By Q3 2018 into Q1 2019, mortgage rate increase and regulatory sanding saw private dwelling prices dropped 0.7%. But, land prices have rebounded since Q2 2019 and Fitch is anticipating”minor expansion” to the remainder of the year.
The report also noted that private land prices will continue to climb if debtor affordability is enhanced, home incomes grow faster than house prices and when interest rates are low, adding:”but when the government viewpoints housing prices as increasing more than is warranted by economic fundamentals, we anticipate that the authorities would again trendy the market through macro-prudential measures”
Fitch expects the home NPL (non-performing loan) ratio to marginally increase in the subsequent two years, albeit remaining low at 0.4% to 0.5%, on the back of enhancing family occupancy ratio.
Moreover, Fitch doesn’t anticipate a mortgage rate increase in the near future, encouraging borrowers’ ability to pay. Mortgage rates rapidly increased to 2% at the end of the first half of 2019 because of a sharp increase in the benchmark rates such as the Singapore Interbank Offered Rate (Sibor).

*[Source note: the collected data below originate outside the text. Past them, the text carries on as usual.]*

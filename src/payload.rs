//! Setup outcome broadcast from the root rank to the whole group.

use crate::error::ErrorReport;

use bytes::Bytes;
use serde::{Deserialize, Serialize};
use thiserror::Error;

/// Everything a rank needs to execute its share of the transformation.
#[derive(Clone, Debug, Deserialize, PartialEq, Serialize)]
pub struct SetupOutcome {
    /// Fragment-id set of the input datacube
    pub fragment_ids: String,
    /// Identifier of the output datacube
    pub output_datacube_id: i64,
    /// Whether the output measure is compressed
    pub compressed: bool,
    /// Whether fragments collapse rows
    pub explicit_size_update: bool,
    /// Number of input rows folded into one output row
    pub explicit_size: u64,
    /// Number of dimension placeholders in the query
    pub dim_ref_count: u64,
    /// Byte length of the dimension array sent in a second broadcast
    pub dim_array_len: u64,
    /// Datatype of the output measure
    pub measure_type: String,
    /// Query run against every fragment
    pub query: String,
    /// Elements per row expected if the implicit dimensions are unchanged
    pub predicted_elements: u64,
}

/// Setup result as seen by every rank.
pub type BroadcastPayload = Result<SetupOutcome, ErrorReport>;

/// Payload (de)serialisation error
#[derive(Debug, Error)]
pub enum PayloadError {
    #[error("failed to encode setup payload")]
    Encode(#[from] bincode::error::EncodeError),

    #[error("failed to decode setup payload")]
    Decode(#[from] bincode::error::DecodeError),

    #[error("setup payload has {0} trailing bytes")]
    TrailingBytes(usize),
}

/// Encode a payload for broadcasting.
pub fn encode(payload: &BroadcastPayload) -> Result<Bytes, PayloadError> {
    let bytes = bincode::serde::encode_to_vec(payload, bincode::config::standard())?;
    Ok(bytes.into())
}

/// Decode a broadcast payload.
pub fn decode(bytes: &[u8]) -> Result<BroadcastPayload, PayloadError> {
    let (payload, read): (BroadcastPayload, _) =
        bincode::serde::decode_from_slice(bytes, bincode::config::standard())?;
    if read != bytes.len() {
        return Err(PayloadError::TrailingBytes(bytes.len() - read));
    }
    Ok(payload)
}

On the other hand, the city-state’s benchmark rate began to decrease after the US Federal Reserve introduced a collection of three rate reductions from July this year.
For this particular, mortgage financing growth is forecasted to remain subdued in the near term.
“After a projected small decrease of 0.5percent in 2019, we anticipate 2% annual increase in each of 2020 and 2021 consistent with enhancing market sentiment,” said Fitch.